We chose Draw-3 because it's what experienced solitaire players expect, and because the planning layer it adds — tracking card positions across draw cycles — is the thing that separates good solitaire play from mechanical play. Draw-1 can feel like a waiting game; Draw-3 requires active thinking.
State-Tracked Undo and Auto-Complete
The undo system stores the full game state at every move — every card position, every face-up/face-down status, the stock pile sequence. A single undo button reverses the last move completely. This is standard in modern solitaire but not trivial to implement correctly: the state capture has to be thorough enough that reversal produces an identical board to the pre-move position, including stock pile cycling.
Auto-complete appears automatically when all tableau cards are face-up — the point at which a solitaire game is mathematically won, requiring only mechanical execution to finish. An auto-finish modal appears and asks if you'd like the game to complete itself. This prevents the anti-climactic end sequence that many solitaire players know: a won game requiring fifty identical clicks to move all remaining cards to foundations one by one. Auto-complete skips that and jumps to the win screen.
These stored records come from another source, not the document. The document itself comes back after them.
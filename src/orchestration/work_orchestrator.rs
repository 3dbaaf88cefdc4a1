use super::completion::{Completion, CompletionHandler};
use super::pending_queue::PendingQueue;
use crate::constants::events;
use crate::events::EventPublisher;
use crate::logging::log_dispatch_operation;
use crate::models::{DispatchRequest, WorkItemState, WorkItemStatus};
use crate::routing::{EventRouter, RouteOutcome};
use chrono::Utc;
use parking_lot::Mutex;
use serde::{Deserialize, Serialize};
use serde_json::{json, Value};
use std::sync::Arc;
use tokio::sync::watch;
use tracing::{debug, info, warn};
use uuid::Uuid;

/// How a dispatch request was admitted
#[derive(Debug, Clone, Copy, PartialEq, Eq, Serialize, Deserialize)]
#[serde(rename_all = "snake_case")]
pub enum Admission {
    /// Took a concurrency slot immediately
    Activated,
    /// Waiting in the pending queue
    Queued,
    /// The orchestrator is closed to new work
    Rejected,
}

impl Admission {
    pub fn is_accepted(&self) -> bool {
        !matches!(self, Self::Rejected)
    }
}

/// Aggregate orchestrator counters
#[derive(Debug, Clone, PartialEq, Eq, Serialize, Deserialize)]
pub struct OrchestratorStatus {
    pub active_count: usize,
    pub pending_count: usize,
    pub max_concurrent: usize,
    pub total_dispatched: u64,
    pub total_completed: u64,
    /// Delivered, but refused by the handler
    pub total_blocked: u64,
    pub total_failed: u64,
    pub total_superseded: u64,
    /// Work item ids currently holding a slot, oldest activation first
    pub active_items: Vec<String>,
}

#[derive(Debug, Default)]
struct OrchestratorState {
    /// In activation order; never longer than `max_concurrent`
    active: Vec<WorkItemState>,
    pending: PendingQueue,
    total_dispatched: u64,
    total_completed: u64,
    total_blocked: u64,
    total_failed: u64,
    total_superseded: u64,
    closed: bool,
}

impl OrchestratorState {
    fn in_flight(&self) -> usize {
        self.active.len() + self.pending.len()
    }
}

struct OrchestratorInner {
    max_concurrent: usize,
    state: Mutex<OrchestratorState>,
    router: Arc<EventRouter>,
    publisher: EventPublisher,
    completion: Option<Arc<dyn CompletionHandler>>,
    in_flight: watch::Sender<usize>,
}

/// Bounds the number of work items processed at once
///
/// All admission bookkeeping happens under one mutex that is never held
/// across an await point, so `dispatch` returns promptly no matter how long
/// active handlers run. Activated requests are routed on their own tokio
/// task; `dispatch` must therefore be called from within a tokio runtime.
///
/// With a [`CompletionHandler`] installed, a delivered output can mark the
/// item blocked or hand back a follow-up request. The follow-up is queued
/// before the finished item releases its slot, so `wait_for_idle` covers the
/// whole chain.
#[derive(Clone)]
pub struct WorkOrchestrator {
    inner: Arc<OrchestratorInner>,
}

impl std::fmt::Debug for WorkOrchestrator {
    fn fmt(&self, f: &mut std::fmt::Formatter<'_>) -> std::fmt::Result {
        f.debug_struct("WorkOrchestrator")
            .field("max_concurrent", &self.inner.max_concurrent)
            .finish()
    }
}

impl WorkOrchestrator {
    pub fn new(max_concurrent: usize, router: Arc<EventRouter>, publisher: EventPublisher) -> Self {
        Self::build(max_concurrent, router, publisher, None)
    }

    pub fn with_completion_handler(
        max_concurrent: usize,
        router: Arc<EventRouter>,
        publisher: EventPublisher,
        completion: Arc<dyn CompletionHandler>,
    ) -> Self {
        Self::build(max_concurrent, router, publisher, Some(completion))
    }

    fn build(
        max_concurrent: usize,
        router: Arc<EventRouter>,
        publisher: EventPublisher,
        completion: Option<Arc<dyn CompletionHandler>>,
    ) -> Self {
        let (in_flight, _) = watch::channel(0);
        Self {
            inner: Arc::new(OrchestratorInner {
                max_concurrent: max_concurrent.max(1),
                state: Mutex::new(OrchestratorState::default()),
                router,
                publisher,
                completion,
                in_flight,
            }),
        }
    }

    pub fn max_concurrent(&self) -> usize {
        self.inner.max_concurrent
    }

    /// Admit a request: activate it when a slot is free, otherwise queue it
    /// by urgency
    ///
    /// Queued interruptible requests for the same work item with equal or
    /// lower urgency are abandoned in favour of the new one.
    pub fn dispatch(&self, request: DispatchRequest) -> Admission {
        let inner = &self.inner;
        let mut state = inner.state.lock();

        if state.closed {
            debug!(request_id = %request.id, "Orchestrator closed, rejecting dispatch");
            return Admission::Rejected;
        }

        let superseded = state
            .pending
            .supersede(&request.work_item_id, request.urgency_rank);
        state.total_superseded += superseded.len() as u64;
        state.total_dispatched += 1;

        let admission = if state.active.len() < inner.max_concurrent {
            inner.activate(&mut state, &request);
            Admission::Activated
        } else {
            state.pending.push(request.clone());
            Admission::Queued
        };

        log_dispatch_operation(
            if admission == Admission::Activated {
                "activated"
            } else {
                "queued"
            },
            &request.id.to_string(),
            &request.work_item_id,
            &request.trigger_class.to_string(),
            state.active.len(),
            state.pending.len(),
        );
        inner.in_flight.send_replace(state.in_flight());
        drop(state);

        for abandoned in &superseded {
            info!(
                request_id = %abandoned.id,
                superseded_by = %request.id,
                work_item_id = %abandoned.work_item_id,
                "✂️ ORCHESTRATOR: Queued request superseded"
            );
            inner.publisher.publish(
                events::DISPATCH_SUPERSEDED,
                json!({
                    "request_id": abandoned.id,
                    "superseded_by": request.id,
                    "work_item_id": abandoned.work_item_id,
                }),
            );
        }

        let event_name = match admission {
            Admission::Activated => events::DISPATCH_ACCEPTED,
            _ => events::DISPATCH_QUEUED,
        };
        inner.publisher.publish(
            event_name,
            json!({
                "request_id": request.id,
                "work_item_id": request.work_item_id,
                "trigger_class": request.trigger_class,
            }),
        );

        if admission == Admission::Activated {
            OrchestratorInner::spawn(Arc::clone(inner), request);
        }
        admission
    }

    pub fn get_status(&self) -> OrchestratorStatus {
        let state = self.inner.state.lock();

        OrchestratorStatus {
            active_count: state.active.len(),
            pending_count: state.pending.len(),
            max_concurrent: self.inner.max_concurrent,
            total_dispatched: state.total_dispatched,
            total_completed: state.total_completed,
            total_blocked: state.total_blocked,
            total_failed: state.total_failed,
            total_superseded: state.total_superseded,
            active_items: state
                .active
                .iter()
                .map(|item| item.work_item_id.clone())
                .collect(),
        }
    }

    /// Whether any request for `work_item_id` currently holds a slot
    pub fn is_active(&self, work_item_id: &str) -> bool {
        self.inner
            .state
            .lock()
            .active
            .iter()
            .any(|item| item.work_item_id == work_item_id)
    }

    pub fn is_request_active(&self, request_id: Uuid) -> bool {
        self.inner
            .state
            .lock()
            .active
            .iter()
            .any(|item| item.request_id == request_id)
    }

    /// Stop admitting new requests. Active and queued work still drains.
    pub fn close(&self) {
        self.inner.state.lock().closed = true;
    }

    pub fn is_closed(&self) -> bool {
        self.inner.state.lock().closed
    }

    /// Resolves once nothing is active or pending
    pub async fn wait_for_idle(&self) {
        let mut in_flight = self.inner.in_flight.subscribe();
        let _ = in_flight.wait_for(|count| *count == 0).await;
    }
}

impl OrchestratorInner {
    fn activate(&self, state: &mut OrchestratorState, request: &DispatchRequest) {
        let now = Utc::now();
        let mut item =
            WorkItemState::pending(request.id, request.work_item_id.clone(), request.created_at);
        item.activate(now);

        if let Some(wait) = item.queue_wait() {
            debug!(
                request_id = %request.id,
                work_item_id = %request.work_item_id,
                queue_wait_ms = wait.num_milliseconds(),
                "Work item activated"
            );
        }
        state.active.push(item);
    }

    fn spawn(inner: Arc<Self>, request: DispatchRequest) {
        tokio::spawn(async move {
            let result = inner.router.route(&request).await;
            let delivered = match result.outcome {
                RouteOutcome::Delivered { output } => {
                    let completion = inner
                        .completion
                        .as_ref()
                        .map_or(Completion::Finished, |handler| {
                            handler.on_delivered(&request, &output)
                        });
                    Some((output, completion))
                }
                RouteOutcome::DeadLettered { .. } => None,
            };
            inner.finish(&request, delivered);
        });
    }

    /// Retire an active item, queue any follow-up, and promote pending
    /// requests into free slots
    fn finish(
        self: &Arc<Self>,
        request: &DispatchRequest,
        delivered: Option<(Value, Completion)>,
    ) {
        let mut state = self.state.lock();

        let Some(position) = state
            .active
            .iter()
            .position(|item| item.request_id == request.id)
        else {
            return;
        };
        let mut item = state.active.remove(position);
        let now = Utc::now();

        let (output, completion) = match delivered {
            Some((output, completion)) => (output, Some(completion)),
            None => (Value::Null, None),
        };
        let outcome = completion.as_ref().map_or("failed", Completion::label);
        match &completion {
            None => {
                item.finish(false, now);
                state.total_failed += 1;
            }
            Some(Completion::Blocked) => {
                item.block(now);
                state.total_blocked += 1;
            }
            Some(_) => {
                item.finish(true, now);
                state.total_completed += 1;
            }
        }

        let mut superseded = Vec::new();
        let mut follow_up = None;
        if let Some(Completion::Advance(next)) = completion {
            if state.closed {
                warn!(
                    request_id = %request.id,
                    work_item_id = %request.work_item_id,
                    event = %next.event_name,
                    "Orchestrator closed, dropping follow-up request"
                );
            } else {
                superseded = state
                    .pending
                    .supersede(&next.work_item_id, next.urgency_rank);
                state.total_superseded += superseded.len() as u64;
                state.total_dispatched += 1;
                state.pending.push(next.clone());
                follow_up = Some(next);
            }
        }

        let mut promoted = Vec::new();
        while state.active.len() < self.max_concurrent {
            let Some(next) = state.pending.pop_next() else {
                break;
            };
            self.activate(&mut state, &next);
            promoted.push(next);
        }

        log_dispatch_operation(
            outcome,
            &request.id.to_string(),
            &request.work_item_id,
            &request.trigger_class.to_string(),
            state.active.len(),
            state.pending.len(),
        );
        self.in_flight.send_replace(state.in_flight());
        drop(state);

        let event_name = match item.status {
            WorkItemStatus::Completed => events::WORK_ITEM_COMPLETED,
            WorkItemStatus::Blocked => events::WORK_ITEM_BLOCKED,
            _ => events::WORK_ITEM_FAILED,
        };
        self.publisher.publish(
            event_name,
            json!({
                "request_id": request.id,
                "work_item_id": item.work_item_id,
                "dispatched_at": item.dispatched_at,
                "completed_at": item.completed_at,
                "output": output,
                "advanced_to": follow_up.as_ref().map(|next| next.id),
            }),
        );

        for abandoned in &superseded {
            self.publisher.publish(
                events::DISPATCH_SUPERSEDED,
                json!({
                    "request_id": abandoned.id,
                    "superseded_by": follow_up.as_ref().map(|next| next.id),
                    "work_item_id": abandoned.work_item_id,
                }),
            );
        }
        if let Some(next) = &follow_up {
            info!(
                request_id = %next.id,
                previous_request_id = %request.id,
                work_item_id = %next.work_item_id,
                event = %next.event_name,
                "➡️ ORCHESTRATOR: Queued follow-up request"
            );
        }

        for next in promoted {
            info!(
                request_id = %next.id,
                work_item_id = %next.work_item_id,
                trigger_class = %next.trigger_class,
                "⬆️ ORCHESTRATOR: Promoted pending request"
            );
            Self::spawn(Arc::clone(self), next);
        }
    }
}
use thiserror::Error;

/// Startup integrity failures. All of them are fatal.
#[derive(Debug, Clone, PartialEq, Error)]
pub enum ContractError {
    #[error("Failed to read stage contracts from '{path}': {error}")]
    Io { path: String, error: String },

    #[error("Failed to parse stage contracts from {source_name}: {reason}")]
    Parse { source_name: String, reason: String },

    #[error("Stage contracts must cover stages 1-25: stage {stage} is missing")]
    MissingStage { stage: u32 },

    #[error("Stage {stage} is outside the pipeline (expected 1-25)")]
    UnexpectedStage { stage: u32 },

    #[error("Stage {stage} consumes '{field}' from unknown stage {upstream_stage}")]
    UnknownUpstreamStage {
        stage: u32,
        upstream_stage: u32,
        field: String,
    },

    #[error(
        "Stage {stage} consumes '{field}' from stage {upstream_stage}, which does not run earlier"
    )]
    ForwardReference {
        stage: u32,
        upstream_stage: u32,
        field: String,
    },

    #[error("Stage {stage} consumes '{field}' which stage {upstream_stage} does not produce")]
    MissingUpstreamField {
        stage: u32,
        upstream_stage: u32,
        field: String,
    },

    #[error(
        "Stage {stage} consumes '{field}' as {declared} but stage {upstream_stage} produces {produced}"
    )]
    TypeMismatch {
        stage: u32,
        upstream_stage: u32,
        field: String,
        declared: String,
        produced: String,
    },

    #[error("Stage {stage} declares unknown constraint '{key}' on produced field '{field}'")]
    UnknownConstraint {
        stage: u32,
        field: String,
        key: String,
    },
}

impl ContractError {
    /// Stage the error is attributed to, when there is one
    pub fn stage(&self) -> Option<u32> {
        match self {
            Self::Io { .. } | Self::Parse { .. } => None,
            Self::MissingStage { stage }
            | Self::UnexpectedStage { stage }
            | Self::UnknownUpstreamStage { stage, .. }
            | Self::ForwardReference { stage, .. }
            | Self::MissingUpstreamField { stage, .. }
            | Self::TypeMismatch { stage, .. }
            | Self::UnknownConstraint { stage, .. } => Some(*stage),
        }
    }
}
The timing of the auto-complete trigger is important. It fires only when the game is actually won — every remaining move is determined and there's nothing left for the player to decide. Before that point, auto-complete isn't offered, because there are still meaningful choices to make.
Mobile Drag and Drop
Desktop solitaire uses mouse drag-and-drop for card movement. On mobile, that translates to touch drag — but browser touch events work differently from mouse events, and implementing a touch drag system that feels natural required a separate implementation pass.
The main challenge was distinguishing a card drag from a page scroll. On mobile, a downward swipe can mean either "I'm dragging this card to a stack below it" or "I'm scrolling the page." The solution was a brief delay before a drag activates — if the initial touch moves predominantly in a scroll direction within the first few milliseconds, it's treated as a scroll; if it moves toward another card target, it's treated as a drag. Getting that threshold right took a few sessions of testing on actual devices.
What Solitaire Revealed About Classic Game Ports
Classic games with long histories carry player expectations that are specific and sometimes invisible. Solitaire players know what "real" solitaire feels like — the timing of card placement, the visual confirmation of a valid move, the information gap of face-down cards. Building to those expectations requires understanding them first, and the AI surfaces them through choices like Draw-3 and state-tracked undo that reflect how the game has historically been played well.
The theme system is where the AI went beyond historical precedent. Standard solitaire doesn't have an Animals deck. The addition was a recognition that "classic mechanics, fresh visual context" is a viable design direction — and one that doesn't require touching the rules at all.